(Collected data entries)
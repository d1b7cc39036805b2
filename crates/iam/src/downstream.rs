//! Deferred actions against the external identity system.
//!
//! Self-topic writes of [`Entity`] and [`EntityAlias`] rows each derive
//! exactly one [`DownstreamAction`]. Actions run after the local transaction
//! committed and before the consumer offset advances, so they are retried on
//! failure and must be idempotent.

use std::{collections::BTreeMap, fmt, sync::Arc};

use async_trait::async_trait;
use ironvault_memdb::Reader;
use parking_lot::Mutex;
use tracing::{debug, info};

use crate::{
    error::{ConsistencySnafu, DownstreamSnafu, Result},
    model::{Entity, EntityAlias},
    repo::EntityRepo,
};

/// The identity system entities and aliases are mirrored into.
///
/// Every call is idempotent: creating an existing object or deleting an
/// absent one succeeds.
#[async_trait]
pub trait IdentitySystem: Send + Sync + fmt::Debug + 'static {
    /// Creates or renames the entity `uuid`.
    async fn create_entity(&self, uuid: &str, name: &str) -> Result<()>;

    /// Deletes the entity `uuid` and its aliases.
    async fn delete_entity(&self, uuid: &str) -> Result<()>;

    /// Identity-system id of the entity named `name`.
    async fn entity_id(&self, name: &str) -> Result<Option<String>>;

    /// Creates or updates the alias `uuid` of `entity_id` under the mount `mount_accessor`.
    async fn create_alias(&self, uuid: &str, name: &str, entity_id: &str, mount_accessor: &str) -> Result<()>;

    /// Deletes the alias `uuid`.
    async fn delete_alias(&self, uuid: &str) -> Result<()>;

    /// Mount accessor of the auth source `source_name`.
    async fn mount_accessor(&self, source_name: &str) -> Result<String>;
}

/// One deferred identity-system call.
#[derive(Debug, Clone, PartialEq, Eq)]
pub enum DownstreamAction {
    /// Create or rename an entity.
    CreateEntity {
        /// Entity row UUID.
        uuid: String,
        /// Entity name.
        name: String,
    },
    /// Delete an entity.
    DeleteEntity {
        /// Entity row UUID.
        uuid: String,
    },
    /// Create or update an alias.
    CreateAlias {
        /// Alias row UUID.
        uuid: String,
        /// Alias name.
        name: String,
        /// Name of the entity the alias belongs to.
        entity_name: String,
        /// Auth source whose mount the alias lives in.
        source_name: String,
    },
    /// Delete an alias.
    DeleteAlias {
        /// Alias row UUID.
        uuid: String,
    },
}

impl DownstreamAction {
    /// Short name for logs.
    #[must_use]
    pub const fn kind(&self) -> &'static str {
        match self {
            Self::CreateEntity { .. } => "create_entity",
            Self::DeleteEntity { .. } => "delete_entity",
            Self::CreateAlias { .. } => "create_alias",
            Self::DeleteAlias { .. } => "delete_alias",
        }
    }

    /// Runs the action.
    ///
    /// # Errors
    ///
    /// Returns the identity-system error. An alias whose entity the identity
    /// system does not know yet fails with a retryable
    /// [`IamError::Downstream`](crate::IamError::Downstream).
    pub async fn execute(&self, identity: &dyn IdentitySystem) -> Result<()> {
        match self {
            Self::CreateEntity { uuid, name } => identity.create_entity(uuid, name).await?,
            Self::DeleteEntity { uuid } => identity.delete_entity(uuid).await?,
            Self::CreateAlias { uuid, name, entity_name, source_name } => {
                let entity_id = identity.entity_id(entity_name).await?.ok_or_else(|| {
                    DownstreamSnafu { message: format!("entity {entity_name:?} is not known yet") }.build()
                })?;
                let accessor = identity.mount_accessor(source_name).await?;
                identity.create_alias(uuid, name, &entity_id, &accessor).await?;
            },
            Self::DeleteAlias { uuid } => identity.delete_alias(uuid).await?,
        }
        debug!(action = self.kind(), "downstream action executed");
        Ok(())
    }
}

/// Derives downstream actions from self-topic entity and alias writes.
pub struct EntityDownstream;

impl EntityDownstream {
    /// Action for a written entity.
    #[must_use]
    pub fn entity_upserted(entity: &Entity) -> Vec<DownstreamAction> {
        vec![DownstreamAction::CreateEntity { uuid: entity.uuid.clone(), name: entity.name.clone() }]
    }

    /// Action for a deleted entity.
    #[must_use]
    pub fn entity_deleted(uuid: &str) -> Vec<DownstreamAction> {
        vec![DownstreamAction::DeleteEntity { uuid: uuid.to_string() }]
    }

    /// Action for a written alias, attached to the local entity of the
    /// alias' principal.
    ///
    /// # Errors
    ///
    /// Returns a retryable [`IamError::Downstream`](crate::IamError::Downstream)
    /// while that entity is missing locally.
    pub fn alias_upserted<R: Reader>(reader: &R, alias: &EntityAlias) -> Result<Vec<DownstreamAction>> {
        let Some(entity) = EntityRepo::by_user(reader, &alias.user_id)? else {
            return DownstreamSnafu {
                message: format!("alias {} has no local entity for principal {}", alias.uuid, alias.user_id),
            }
            .fail();
        };
        Ok(vec![DownstreamAction::CreateAlias {
            uuid: alias.uuid.clone(),
            name: alias.name.clone(),
            entity_name: entity.name,
            source_name: alias.source_name.clone(),
        }])
    }

    /// Action for a deleted alias.
    #[must_use]
    pub fn alias_deleted(uuid: &str) -> Vec<DownstreamAction> {
        vec![DownstreamAction::DeleteAlias { uuid: uuid.to_string() }]
    }

    /// The one action of an entity or alias write.
    ///
    /// # Errors
    ///
    /// Returns [`IamError::Consistency`](crate::IamError::Consistency) for
    /// zero or several actions.
    pub fn single(object_type: &str, id: &str, mut actions: Vec<DownstreamAction>) -> Result<DownstreamAction> {
        match actions.len() {
            1 => actions.pop().ok_or_else(|| ConsistencySnafu { message: "action vanished" }.build()),
            n => ConsistencySnafu { message: format!("{object_type}/{id} derived {n} downstream actions, expected 1") }
                .fail(),
        }
    }
}

#[derive(Debug, Default)]
struct MemoryState {
    /// Entity uuid to (identity-system id, name).
    entities: BTreeMap<String, (String, String)>,
    /// Alias uuid to (name, entity id, mount accessor).
    aliases: BTreeMap<String, (String, String, String)>,
    fail_next: usize,
    calls: usize,
}

/// In-process identity system for tests and standalone servers.
#[derive(Debug, Clone, Default)]
pub struct MemoryIdentitySystem {
    state: Arc<Mutex<MemoryState>>,
}

impl MemoryIdentitySystem {
    /// Empty identity system.
    #[must_use]
    pub fn new() -> Self {
        Self::default()
    }

    /// Fails the next `count` calls with a retryable error.
    pub fn fail_next_calls(&self, count: usize) {
        self.state.lock().fail_next = count;
    }

    /// Entity names by entity uuid.
    #[must_use]
    pub fn entities(&self) -> BTreeMap<String, String> {
        self.state.lock().entities.iter().map(|(uuid, (_, name))| (uuid.clone(), name.clone())).collect()
    }

    /// Alias names by alias uuid.
    #[must_use]
    pub fn aliases(&self) -> BTreeMap<String, String> {
        self.state.lock().aliases.iter().map(|(uuid, (name, _, _))| (uuid.clone(), name.clone())).collect()
    }

    /// Number of successful calls so far.
    #[must_use]
    pub fn calls(&self) -> usize {
        self.state.lock().calls
    }

    fn call<T>(&self, operation: &str, f: impl FnOnce(&mut MemoryState) -> T) -> Result<T> {
        let mut state = self.state.lock();
        if state.fail_next > 0 {
            state.fail_next -= 1;
            return DownstreamSnafu { message: format!("{operation}: injected failure") }.fail();
        }
        state.calls += 1;
        Ok(f(&mut state))
    }
}

fn mount_accessor_of(source_name: &str) -> String {
    format!("auth_{source_name}")
}

#[async_trait]
impl IdentitySystem for MemoryIdentitySystem {
    async fn create_entity(&self, uuid: &str, name: &str) -> Result<()> {
        self.call("create_entity", |state| {
            let id = state.entities.get(uuid).map_or_else(|| format!("entity-{uuid}"), |(id, _)| id.clone());
            state.entities.insert(uuid.to_string(), (id, name.to_string()));
        })?;
        info!(uuid, name, "entity created");
        Ok(())
    }

    async fn delete_entity(&self, uuid: &str) -> Result<()> {
        self.call("delete_entity", |state| {
            if let Some((id, _)) = state.entities.remove(uuid) {
                state.aliases.retain(|_, (_, entity_id, _)| *entity_id != id);
            }
        })
    }

    async fn entity_id(&self, name: &str) -> Result<Option<String>> {
        self.call("entity_id", |state| {
            state.entities.values().find(|(_, entity_name)| entity_name == name).map(|(id, _)| id.clone())
        })
    }

    async fn create_alias(&self, uuid: &str, name: &str, entity_id: &str, mount_accessor: &str) -> Result<()> {
        self.call("create_alias", |state| {
            state
                .aliases
                .insert(uuid.to_string(), (name.to_string(), entity_id.to_string(), mount_accessor.to_string()));
        })
    }

    async fn delete_alias(&self, uuid: &str) -> Result<()> {
        self.call("delete_alias", |state| {
            state.aliases.remove(uuid);
        })
    }

    async fn mount_accessor(&self, source_name: &str) -> Result<String> {
        self.call("mount_accessor", |_| mount_accessor_of(source_name))
    }
}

WORK TASK:
Your job is to copy out every line from the records above that has the word "Deletes".

RESULT:
    /// Deletes the entity `uuid` and its aliases.
    /// Deletes the alias `uuid`.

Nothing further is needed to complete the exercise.